Available records ->
++++++++++

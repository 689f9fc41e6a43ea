//! Per-account catch sessions: event classification, routing, and the
//! registry that owns every account's state.

pub mod classifier;
mod challenge;
pub mod jitter;
pub mod manager;
pub mod rarity;
pub mod router;
mod spawn;
pub mod state;

pub use jitter::{FixedJitter, Jitter, RandomJitter};
pub use manager::{Overview, SessionError, SessionManager, SessionStatus};
pub use rarity::{RarityTable, RarityTag};
pub use router::EventRouter;
pub use state::{CatchStats, Lifecycle, PauseReason, PendingCatch, SessionMode, SessionState};

use crate::config::{CatchingConfig, Config};
use crate::notify::Notifier;
use crate::onboarding::Onboarding;
use crate::prediction::{ImageFetcher, Predictor};
use crate::solver::ChallengeSolver;
use std::sync::Arc;
use std::time::Duration;

/// Collaborators shared by every account's router.
pub struct CatcherServices {
    pub catching: CatchingConfig,
    pub solver_timeout: Duration,
    pub predictor: Option<Arc<dyn Predictor>>,
    pub images: Arc<dyn ImageFetcher>,
    pub solver: Option<Arc<dyn ChallengeSolver>>,
    pub onboarding: Option<Arc<dyn Onboarding>>,
    pub notifier: Arc<Notifier>,
    pub rarity: RarityTable,
    pub jitter: Arc<dyn Jitter>,
}

impl CatcherServices {
    /// Services with no predictor, solver or onboarding flow attached.
    pub fn new(config: &Config, images: Arc<dyn ImageFetcher>, notifier: Arc<Notifier>) -> Self {
        Self {
            catching: config.catching.clone(),
            solver_timeout: Duration::from_secs(config.solver.timeout_secs),
            predictor: None,
            images,
            solver: None,
            onboarding: None,
            notifier,
            rarity: RarityTable::from_config(&config.rarity),
            jitter: Arc::new(RandomJitter),
        }
    }

    pub fn with_predictor(mut self, predictor: Arc<dyn Predictor>) -> Self {
        self.predictor = Some(predictor);
        self
    }

    pub fn with_solver(mut self, solver: Arc<dyn ChallengeSolver>) -> Self {
        self.solver = Some(solver);
        self
    }

    pub fn with_onboarding(mut self, onboarding: Arc<dyn Onboarding>) -> Self {
        self.onboarding = Some(onboarding);
        self
    }

    pub fn with_jitter(mut self, jitter: Arc<dyn Jitter>) -> Self {
        self.jitter = jitter;
        self
    }
}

++++++++++

What is required -> Nothing in the data should be altered; please repeat it exactly.

Reply ->
repository 689f9fc41e6a43ea
//! Per-account catch sessions: event classification, routing, and the
//! registry that owns every account's state.

pub mod classifier;
mod challenge;
pub mod jitter;
pub mod manager;
pub mod rarity;
pub mod router;
mod spawn;
pub mod state;

pub use jitter::{FixedJitter, Jitter, RandomJitter};
pub use manager::{Overview, SessionError, SessionManager, SessionStatus};
pub use rarity::{RarityTable, RarityTag};
pub use router::EventRouter;
pub use state::{CatchStats, Lifecycle, PauseReason, PendingCatch, SessionMode, SessionState};

use crate::config::{CatchingConfig, Config};
use crate::notify::Notifier;
use crate::onboarding::Onboarding;
use crate::prediction::{ImageFetcher, Predictor};
use crate::solver::ChallengeSolver;
use std::sync::Arc;
use std::time::Duration;

/// Collaborators shared by every account's router.
pub struct CatcherServices {
    pub catching: CatchingConfig,
    pub solver_timeout: Duration,
    pub predictor: Option<Arc<dyn Predictor>>,
    pub images: Arc<dyn ImageFetcher>,
    pub solver: Option<Arc<dyn ChallengeSolver>>,
    pub onboarding: Option<Arc<dyn Onboarding>>,
    pub notifier: Arc<Notifier>,
    pub rarity: RarityTable,
    pub jitter: Arc<dyn Jitter>,
}

impl CatcherServices {
    /// Services with no predictor, solver or onboarding flow attached.
    pub fn new(config: &Config, images: Arc<dyn ImageFetcher>, notifier: Arc<Notifier>) -> Self {
        Self {
            catching: config.catching.clone(),
            solver_timeout: Duration::from_secs(config.solver.timeout_secs),
            predictor: None,
            images,
            solver: None,
            onboarding: None,
            notifier,
            rarity: RarityTable::from_config(&config.rarity),
            jitter: Arc::new(RandomJitter),
        }
    }

    pub fn with_predictor(mut self, predictor: Arc<dyn Predictor>) -> Self {
        self.predictor = Some(predictor);
        self
    }

    pub fn with_solver(mut self, solver: Arc<dyn ChallengeSolver>) -> Self {
        self.solver = Some(solver);
        self
    }

    pub fn with_onboarding(mut self, onboarding: Arc<dyn Onboarding>) -> Self {
        self.onboarding = Some(onboarding);
        self
    }

    pub fn with_jitter(mut self, jitter: Arc<dyn Jitter>) -> Self {
        self.jitter = jitter;
        self
    }
}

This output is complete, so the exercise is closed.